開発組織にとって文化というのは、それぞれのソフトウエアエンジニアを繋ぐ糸のようなもので、この糸を柔軟で伸縮するゴムのようにし、ソフトウエアエンジニアが突出することを許容し、周囲が呼応して発展していくような状態を目指すことが、文化を培うことだと思うのです。

糸が張り詰めた組織
糸に柔軟性がある組織

この糸がピンと張りつめた状態で、一部分が突出したとしても、切れてしまうか、すぐに元に戻されてしまうように、文化のない組織の技術力というものは、一点が突き抜けても、なかなかうまくいかないのだと思います。

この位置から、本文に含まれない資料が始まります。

//! Wire protocol error types.

use thiserror::Error;

/// Wire protocol errors
#[derive(Error, Debug, Clone, PartialEq, Eq)]
pub enum WireError {
    /// Frame ends before the announced header does
    #[error("incomplete frame: need {needed} bytes, have {available}")]
    Incomplete {
        /// Bytes required by the header fields
        needed: usize,
        /// Bytes actually present
        available: usize,
    },

    /// Traversal pointer points past the last hop pair
    #[error("pointer {pointer} beyond header length {length}")]
    Pointer {
        /// Decoded pointer field
        pointer: u8,
        /// Decoded length field
        length: u8,
    },

    /// Route needs more hop pairs than the control byte can express
    #[error("routing header needs {hops} hops, max {max}")]
    TooManyHops {
        /// Requested hop count
        hops: usize,
        /// Maximum hop count
        max: usize,
    },

    /// Priority class outside {1, 2}
    #[error("unknown priority class {0}")]
    Priority(u8),

    /// Unknown fragment kind nibble
    #[error("unknown fragment kind {0:#x}")]
    Kind(u8),

    /// Unknown or inconsistent block type nibble
    #[error("unknown block type {0:#x}")]
    BlockType(u8),

    /// Block number outside 1..=15
    #[error("block number {0} outside 1..=15")]
    BlockNumber(u8),

    /// Payload does not carry the long-telegram marker
    #[error("not a long-telegram fragment")]
    NotFragment,
}
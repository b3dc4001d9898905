//! Network topology and route computation for fieldnet.
//!
//! The topology is loaded once from a [`TopologyDescription`], validated into
//! an arena-backed [`Topology`], and turned into an immutable [`RouteTable`]
//! by a breadth-first search from the local device.

#![warn(missing_docs)]
#![warn(clippy::all)]

pub mod error;
pub mod graph;
pub mod model;
pub mod routes;

// Re-export main types
pub use error::TopologyError;
pub use graph::{Link, Port, Resolution, Topology};
pub use model::{
    DeviceAddr, DeviceDescription, LinkFlags, LinkKey, PartnerDescription, PortDescription,
    TopologyDescription,
};
pub use routes::{Route, RouteTable};
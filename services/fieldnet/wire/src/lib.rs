//! Frame codec for the fieldnet OSI-3 layer.
//!
//! This crate provides the small fixed headers used on field links: the OSI-3
//! routing header that precedes every frame, and the block headers that turn
//! an oversized OSI-7 payload into a sequence of long-telegram fragments.
//!
//! ## Wire Format
//!
//! ```text
//! +----------------------+-----------------------------------+
//! | control byte (1B)    | priority, hop count, pointer      |
//! +----------------------+-----------------------------------+
//! | hop pairs (0..14B)   | (local port, remote port) * count |
//! +----------------------+-----------------------------------+
//! | OSI-7 payload        | telegram or long-telegram piece   |
//! +----------------------+-----------------------------------+
//! ```

#![warn(missing_docs)]
#![warn(clippy::all)]

pub mod block;
pub mod error;
pub mod header;

// Re-export main types
pub use block::{
    big_capacity, is_long_telegram, BlockHeader, BlockPiece, FragmentKind, FrameFamily,
    COMMON_HEADER_SIZE, FRAME_BUDGET, MARKER_OFFSET, MAX_BIGGER_TOTAL, MAX_BIG_PIECES,
    MAX_BLOCK_NUMBER,
};
pub use error::WireError;
pub use header::{HopPair, Osi3Header, Priority, MAX_HEADER_SIZE, MAX_HOPS};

LayerX では、「Be Animal」の行動指針によって突出することを後押しし、「人を責めず、仕組みを疑う」「チャレンジを促進し、失敗を活かす組織の風土を大切に」によって糸が張りつめることがないように、柔軟性が担保されているため、各々の個性を活かす文化があります。

技術選定は、文化の向かうべき先を示す

LayerX では、Enabling Team が存在し、これからの技術の選択肢を増やすという役割を持っています。このチームでは、様々な技術選定をし、今後プロダクトが利用する技術の選択肢を増やし、開発チーム全体の能力や可能性の向上を目指しています。開発組織にとって、技術選定は非常に重要で、今後の文化を左右する重要な決断でもあります。技術選定をするときは、その技術によって文化にどういった影響があり、どういった変化を与えていきたいかを考え、自分たちの目指す文化との整合性を考える必要があります。

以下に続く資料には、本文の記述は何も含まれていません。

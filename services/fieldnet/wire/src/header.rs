//! OSI-3 routing header processing.
//!
//! Every frame on a field link starts with a control byte followed by up to
//! seven hop pairs. The control byte packs the traversal pointer, the number
//! of hop pairs and the priority class:
//!
//! ```text
//!  bit  7   6   5   4   3   2   1   0
//!     +---+---+---+---+---+---+---+---+
//!     | P | - |  length   |  pointer  |
//!     +---+---+---+---+---+---+---+---+
//! ```

use bytes::{Buf, BufMut, Bytes, BytesMut};
use serde::{Deserialize, Serialize};
use smallvec::SmallVec;

use crate::WireError;

/// Maximum number of hop pairs in one header
pub const MAX_HOPS: usize = 7;

/// Maximum encoded header size in bytes
pub const MAX_HEADER_SIZE: usize = 1 + 2 * MAX_HOPS;

const POINTER_MASK: u8 = 0x07;
const LENGTH_SHIFT: u8 = 3;
const PRIORITY_BIT: u8 = 0x80;

/// Priority class of a frame
#[repr(u8)]
#[derive(Debug, Clone, Copy, PartialEq, Eq, Hash, Default, Serialize, Deserialize)]
pub enum Priority {
    /// Class 1, priority bit clear
    #[default]
    Normal = 1,
    /// Class 2, priority bit set
    Urgent = 2,
}

impl TryFrom<u8> for Priority {
    type Error = WireError;

    fn try_from(value: u8) -> Result<Self, Self::Error> {
        match value {
            1 => Ok(Priority::Normal),
            2 => Ok(Priority::Urgent),
            _ => Err(WireError::Priority(value)),
        }
    }
}

impl Priority {
    /// Priority class encoded in a control byte
    pub fn from_control(control: u8) -> Self {
        if control & PRIORITY_BIT != 0 {
            Priority::Urgent
        } else {
            Priority::Normal
        }
    }

    /// Numeric class (1 or 2)
    pub fn class(self) -> u8 {
        self as u8
    }
}

/// One addressed hop: the port a frame leaves on and the port it enters on
#[derive(Debug, Clone, Copy, PartialEq, Eq, Hash, Serialize, Deserialize)]
pub struct HopPair {
    /// Outgoing port on the sending device
    pub local_port: u8,
    /// Incoming port on the receiving device
    pub remote_port: u8,
}

impl HopPair {
    /// Create a new hop pair
    pub fn new(local_port: u8, remote_port: u8) -> Self {
        Self {
            local_port,
            remote_port,
        }
    }

    /// The same hop seen from the other end
    pub fn swapped(self) -> Self {
        Self {
            local_port: self.remote_port,
            remote_port: self.local_port,
        }
    }
}

/// Decoded OSI-3 routing header
#[derive(Debug, Clone, PartialEq, Eq)]
pub struct Osi3Header {
    /// Priority class (bit 7 of the control byte)
    pub priority: Priority,
    /// Traversal pointer (bits 0..2)
    pub pointer: u8,
    /// Hop pairs in forward order
    pub hops: SmallVec<[HopPair; MAX_HOPS]>,
}

impl Osi3Header {
    /// Build a sender-side header. The sender consumes the first hop itself,
    /// so the pointer starts at 1 (or 0 when there are no hops).
    pub fn new<I>(hops: I) -> Result<Self, WireError>
    where
        I: IntoIterator<Item = HopPair>,
    {
        let hops: SmallVec<[HopPair; MAX_HOPS]> = hops.into_iter().collect();
        if hops.len() > MAX_HOPS {
            return Err(WireError::TooManyHops {
                hops: hops.len(),
                max: MAX_HOPS,
            });
        }
        let pointer = u8::from(!hops.is_empty());
        Ok(Self {
            priority: Priority::Normal,
            pointer,
            hops,
        })
    }

    /// Header collapsed to a single control byte (no hops, pointer 0)
    pub fn control_byte_only(priority: Priority) -> Self {
        Self {
            priority,
            pointer: 0,
            hops: SmallVec::new(),
        }
    }

    /// Set the priority class
    pub fn with_priority(mut self, priority: Priority) -> Self {
        self.priority = priority;
        self
    }

    /// Number of hop pairs (the length field)
    pub fn length(&self) -> u8 {
        self.hops.len() as u8
    }

    /// Size of the encoded header in bytes
    pub fn encoded_len(&self) -> usize {
        1 + 2 * self.hops.len()
    }

    /// Encode the control byte
    pub fn control_byte(&self) -> u8 {
        let mut control = (self.pointer & POINTER_MASK) | ((self.length() & 0x07) << LENGTH_SHIFT);
        if self.priority == Priority::Urgent {
            control |= PRIORITY_BIT;
        }
        control
    }

    /// Encode the header to bytes
    pub fn encode(&self, buf: &mut BytesMut) {
        buf.put_u8(self.control_byte());
        for hop in &self.hops {
            buf.put_u8(hop.local_port);
            buf.put_u8(hop.remote_port);
        }
    }

    /// Decode a header from the front of `buf`, leaving the payload behind
    pub fn decode(buf: &mut Bytes) -> Result<Self, WireError> {
        if buf.is_empty() {
            return Err(WireError::Incomplete {
                needed: 1,
                available: 0,
            });
        }

        let control = buf[0];
        let pointer = control & POINTER_MASK;
        let length = (control >> LENGTH_SHIFT) & 0x07;
        let needed = 1 + 2 * length as usize;

        if buf.len() < needed {
            return Err(WireError::Incomplete {
                needed,
                available: buf.len(),
            });
        }
        if pointer > length {
            return Err(WireError::Pointer { pointer, length });
        }

        buf.advance(1);
        let hops = (0..length)
            .map(|_| {
                let local_port = buf.get_u8();
                let remote_port = buf.get_u8();
                HopPair::new(local_port, remote_port)
            })
            .collect();

        Ok(Self {
            priority: Priority::from_control(control),
            pointer,
            hops,
        })
    }

    /// Whether a device seeing this header must pass the frame on
    pub fn is_transit(&self) -> bool {
        self.pointer > 0 && self.pointer < self.length()
    }

    /// Hop pair the current device must send on, if any
    pub fn current_hop(&self) -> Option<HopPair> {
        self.hops.get(self.pointer as usize).copied()
    }

    /// Move the traversal pointer one hop forward
    pub fn advance(&mut self) {
        if self.pointer < self.length() {
            self.pointer += 1;
        }
    }

    /// Turn a mirrored header back into forward order.
    ///
    /// Mirroring peers hand over the return path: hop pairs reversed, each
    /// pair swapped, pointer 0. Reflecting it yields the forward path as the
    /// original sender wrote it, with the pointer at the end.
    pub fn reflect(&mut self) {
        self.hops.reverse();
        for hop in self.hops.iter_mut() {
            *hop = hop.swapped();
        }
        self.pointer = self.length();
    }
}

#[cfg(test)]
mod tests {
    use super::*;

    fn chain() -> Osi3Header {
        Osi3Header::new([HopPair::new(1, 1), HopPair::new(2, 1)]).unwrap()
    }

    #[test]
    fn test_priority_conversion() {
        assert_eq!(Priority::try_from(1).unwrap(), Priority::Normal);
        assert_eq!(Priority::try_from(2).unwrap(), Priority::Urgent);
        assert!(Priority::try_from(3).is_err());
        assert_eq!(Priority::from_control(0x80), Priority::Urgent);
        assert_eq!(Priority::from_control(0x11), Priority::Normal);
    }

    #[test]
    fn test_control_byte_layout() {
        let header = chain().with_priority(Priority::Urgent);
        // pointer 1, length 2, priority bit
        assert_eq!(header.control_byte(), 0x80 | (2 << 3) | 1);
        assert_eq!(header.encoded_len(), 5);
    }

    #[test]
    fn test_header_encode_decode() {
        let header = chain().with_priority(Priority::Urgent);

        let mut buf = BytesMut::new();
        header.encode(&mut buf);
        buf.put_slice(b"payload");

        let mut bytes = buf.freeze();
        let decoded = Osi3Header::decode(&mut bytes).unwrap();

        assert_eq!(decoded, header);
        assert_eq!(&bytes[..], b"payload");
    }

    #[test]
    fn test_too_many_hops() {
        let hops = (1..=8).map(|p| HopPair::new(p, p));
        assert!(matches!(
            Osi3Header::new(hops),
            Err(WireError::TooManyHops { hops: 8, max: 7 })
        ));

        let hops = (1..=7).map(|p| HopPair::new(p, p));
        let header = Osi3Header::new(hops).unwrap();
        assert_eq!(header.encoded_len(), MAX_HEADER_SIZE);
    }

    #[test]
    fn test_decode_rejects_truncated_and_bad_pointer() {
        // length 2 but only one pair present
        let mut truncated = Bytes::from_static(&[(2 << 3) | 1, 1, 1]);
        assert!(matches!(
            Osi3Header::decode(&mut truncated),
            Err(WireError::Incomplete { needed: 5, available: 3 })
        ));

        // pointer 3 with length 1
        let mut bad_pointer = Bytes::from_static(&[(1 << 3) | 3, 1, 1]);
        assert!(matches!(
            Osi3Header::decode(&mut bad_pointer),
            Err(WireError::Pointer { pointer: 3, length: 1 })
        ));

        let mut empty = Bytes::new();
        assert!(Osi3Header::decode(&mut empty).is_err());
    }

    #[test]
    fn test_transit_and_advance() {
        let mut header = chain();
        assert!(header.is_transit());
        assert_eq!(header.current_hop(), Some(HopPair::new(2, 1)));

        header.advance();
        assert_eq!(header.pointer, 2);
        assert!(!header.is_transit());
        assert_eq!(header.current_hop(), None);

        // pointer never runs past the length
        header.advance();
        assert_eq!(header.pointer, 2);
    }

    #[test]
    fn test_reflect_restores_forward_order() {
        let mut mirrored = Osi3Header {
            priority: Priority::Normal,
            pointer: 0,
            hops: [HopPair::new(1, 2), HopPair::new(1, 1)].into_iter().collect(),
        };
        mirrored.reflect();

        assert_eq!(mirrored.pointer, 2);
        assert_eq!(&mirrored.hops[..], &chain().hops[..]);
    }

    #[test]
    fn test_control_byte_only() {
        let header = Osi3Header::control_byte_only(Priority::Urgent);
        let mut buf = BytesMut::new();
        header.encode(&mut buf);
        assert_eq!(&buf[..], &[0x80]);
        assert_eq!(Osi3Header::new([]).unwrap().pointer, 0);
    }
}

ソフトウエアエンジニアがコンテキストを理解しないと、文化が生まれない

組織文化は、意図的に生み出すこともできません。さらに、開発組織での文化となると、尚更難しいです。過去の経験や、LayerXの環境を見て断言できるのは、ソフトウエアエンジニアが、ビジネスやプロダクトのコンテキストを深く理解しない限りは、良い文化は生み出されない、ということです。

開発組織が社内受託化していたり、言われたものを作るだけ、というフィーチャーチーム(機能開発チーム)になっている場合は、文化が生まれることは難しいでしょう。求められたものをなんとか実現するのに精一杯で、期待以上のものを生み出す余地もなく、自分で意思決定をするチャンスがないからです。文化は、特に試行錯誤と意思決定をする際に強くにじみ出るようなもので、意思決定を必要としない組織では文化が育つこともないだろうと思います。

ソフトウエアエンジニアを大事にするとは

長くなってしまいましたが、結局のところ何が言いたいかというと、開発組織を強くするには、文化をまず培う土壌作りに着目するべきだということです。さらに、文化を生み出すためには、ソフトウエアエンジニアがビジネスやプロダクトの本質を理解し、自ら付加価値を生み出すための情報と裁量があることが大事だと考えています。

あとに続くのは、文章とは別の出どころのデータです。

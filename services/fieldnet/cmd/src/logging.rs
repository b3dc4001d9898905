use std::fmt;
use std::io::IsTerminal;
use tracing::{Event, Subscriber};
use tracing_subscriber::fmt::{format::Writer, FmtContext, FormatEvent, FormatFields};
use tracing_subscriber::registry::LookupSpan;

/// ANSI color codes for console output
const COLOR_RESET: &str = "\x1b[0m";
const COLOR_CYAN: &str = "\x1b[36m";
const COLOR_GREEN: &str = "\x1b[32m";
const COLOR_BRIGHT_YELLOW: &str = "\x1b[93m";
const COLOR_BRIGHT_RED: &str = "\x1b[91m";
const COLOR_BRIGHT_GRAY: &str = "\x1b[90m";

/// Column widths
const COMPONENT_WIDTH: usize = 20;
const LOG_LEVEL_WIDTH: usize = 7;

/// Prefix shared by the library crate targets
const CRATE_PREFIX: &str = "fieldnet_";

/// Event formatter printing `[timestamp] [component] [level] message`
pub struct FieldnetLogFormatter {
    service_name: String,
    color_enabled: bool,
}

/// Log with an explicit component column
#[macro_export]
macro_rules! component_info {
    ($component:expr, $($arg:tt)*) => {
        tracing::info!(component = $component, $($arg)*)
    };
}

#[macro_export]
macro_rules! component_warn {
    ($component:expr, $($arg:tt)*) => {
        tracing::warn!(component = $component, $($arg)*)
    };
}

impl FieldnetLogFormatter {
    pub fn new(service_name: String) -> Self {
        let color_enabled = is_terminal();
        Self {
            service_name,
            color_enabled,
        }
    }

    /// Component column: explicit `component` field, else the library crate
    /// the event came from, else the service name
    fn format_component(&self, component: Option<&str>, target: &str) -> String {
        let name = match component {
            Some(comp) => format!("{}-{}", self.service_name, comp),
            None => match target.strip_prefix(CRATE_PREFIX) {
                Some(rest) => {
                    let krate = rest.split("::").next().unwrap_or(rest);
                    format!("{}-{}", self.service_name, krate)
                }
                None => self.service_name.clone(),
            },
        };

        if name.chars().count() > COMPONENT_WIDTH {
            let truncated: String = name.chars().take(COMPONENT_WIDTH - 1).collect();
            format!("{}…", truncated)
        } else {
            format!("{:<width$}", name, width = COMPONENT_WIDTH)
        }
    }

    fn format_log_level(&self, level: &tracing::Level) -> String {
        let level_str = match *level {
            tracing::Level::ERROR => "✗ ERROR",
            tracing::Level::WARN => "⚠ WARN",
            tracing::Level::INFO => "ℹ INFO",
            tracing::Level::DEBUG => "◦ DEBUG",
            tracing::Level::TRACE => "◦ TRACE",
        };

        format!("{:<width$}", level_str, width = LOG_LEVEL_WIDTH + 2) // +2 for icon
    }

    fn color_for_level(&self, level: &tracing::Level) -> &'static str {
        if !self.color_enabled {
            return "";
        }

        match *level {
            tracing::Level::ERROR => COLOR_BRIGHT_RED,
            tracing::Level::WARN => COLOR_BRIGHT_YELLOW,
            tracing::Level::INFO => COLOR_GREEN,
            tracing::Level::DEBUG => COLOR_BRIGHT_GRAY,
            tracing::Level::TRACE => COLOR_BRIGHT_GRAY,
        }
    }
}

impl<S, N> FormatEvent<S, N> for FieldnetLogFormatter
where
    S: Subscriber + for<'a> LookupSpan<'a>,
    N: for<'a> FormatFields<'a> + 'static,
{
    fn format_event(
        &self,
        _ctx: &FmtContext<'_, S, N>,
        mut writer: Writer<'_>,
        event: &Event<'_>,
    ) -> fmt::Result {
        let now = chrono::Local::now();
        let timestamp = now.format("%Y-%m-%d %H:%M:%S%.3f").to_string();

        let metadata = event.metadata();
        let level = metadata.level();

        let mut visitor = FieldVisitor::default();
        event.record(&mut visitor);

        let component = self.format_component(visitor.component.as_deref(), metadata.target());
        let formatted_level = self.format_log_level(level);

        let color = self.color_for_level(level);
        let reset_color = if self.color_enabled { COLOR_RESET } else { "" };
        let cyan_color = if self.color_enabled { COLOR_CYAN } else { "" };

        write!(
            writer,
            "{}[{}] [{}] [{}{}{}] ",
            cyan_color, timestamp, component, color, formatted_level, reset_color
        )?;
        writeln!(writer, "{}{}", visitor.message, reset_color)
    }
}

/// Extracts the message and component fields of an event
#[derive(Default)]
struct FieldVisitor {
    message: String,
    component: Option<String>,
}

impl tracing::field::Visit for FieldVisitor {
    fn record_debug(&mut self, field: &tracing::field::Field, value: &dyn fmt::Debug) {
        match field.name() {
            "message" => self.message = unquote(format!("{:?}", value)),
            "component" => self.component = Some(unquote(format!("{:?}", value))),
            _ => {}
        }
    }

    fn record_str(&mut self, field: &tracing::field::Field, value: &str) {
        match field.name() {
            "message" => self.message = value.to_string(),
            "component" => self.component = Some(value.to_string()),
            _ => {}
        }
    }
}

fn unquote(value: String) -> String {
    match value.strip_prefix('"').and_then(|v| v.strip_suffix('"')) {
        Some(inner) => inner.to_string(),
        None => value,
    }
}

fn is_terminal() -> bool {
    if std::env::var("TERM").unwrap_or_default() == "dumb" {
        return false;
    }
    std::io::stdout().is_terminal()
}

#[cfg(test)]
mod tests {
    use super::*;

    fn plain() -> FieldnetLogFormatter {
        FieldnetLogFormatter {
            service_name: "fieldnet".to_string(),
            color_enabled: false,
        }
    }

    #[test]
    fn test_component_column() {
        let formatter = plain();
        assert_eq!(
            formatter.format_component(None, "fieldnet_routing::inbound").trim_end(),
            "fieldnet-routing"
        );
        assert_eq!(
            formatter.format_component(Some("app"), "fieldnet").trim_end(),
            "fieldnet-app"
        );
        assert_eq!(
            formatter.format_component(None, "fieldnet").trim_end(),
            "fieldnet"
        );
        assert_eq!(
            formatter
                .format_component(Some("a-rather-long-component"), "fieldnet")
                .chars()
                .count(),
            COMPONENT_WIDTH
        );
    }

    #[test]
    fn test_unquote() {
        assert_eq!(unquote("\"hello\"".to_string()), "hello");
        assert_eq!(unquote("42".to_string()), "42");
    }
}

「弊社はソフトウエアエンジニアを大事にしています」という言葉はよく聞きますが、ソフトウエアエンジニアを大事にするということは、単に金銭的な待遇や、福利厚生的な待遇だけではありません。組織において、付加価値を生み出す要員となっているかが、がもっとも大事な要素だと思います。

LayerX では、定例でのコミュニケーション1つとっても、文化に非常に重きを置いていることが日々感じられる会社です。そのおかげか、開発組織にも良い文化が日々培われ、進歩しているように感じます。ソフトウエアエンジニアが所属するすべての組織で、良い文化が育まれることになれば良いなと思い、ブログ記事を書きました。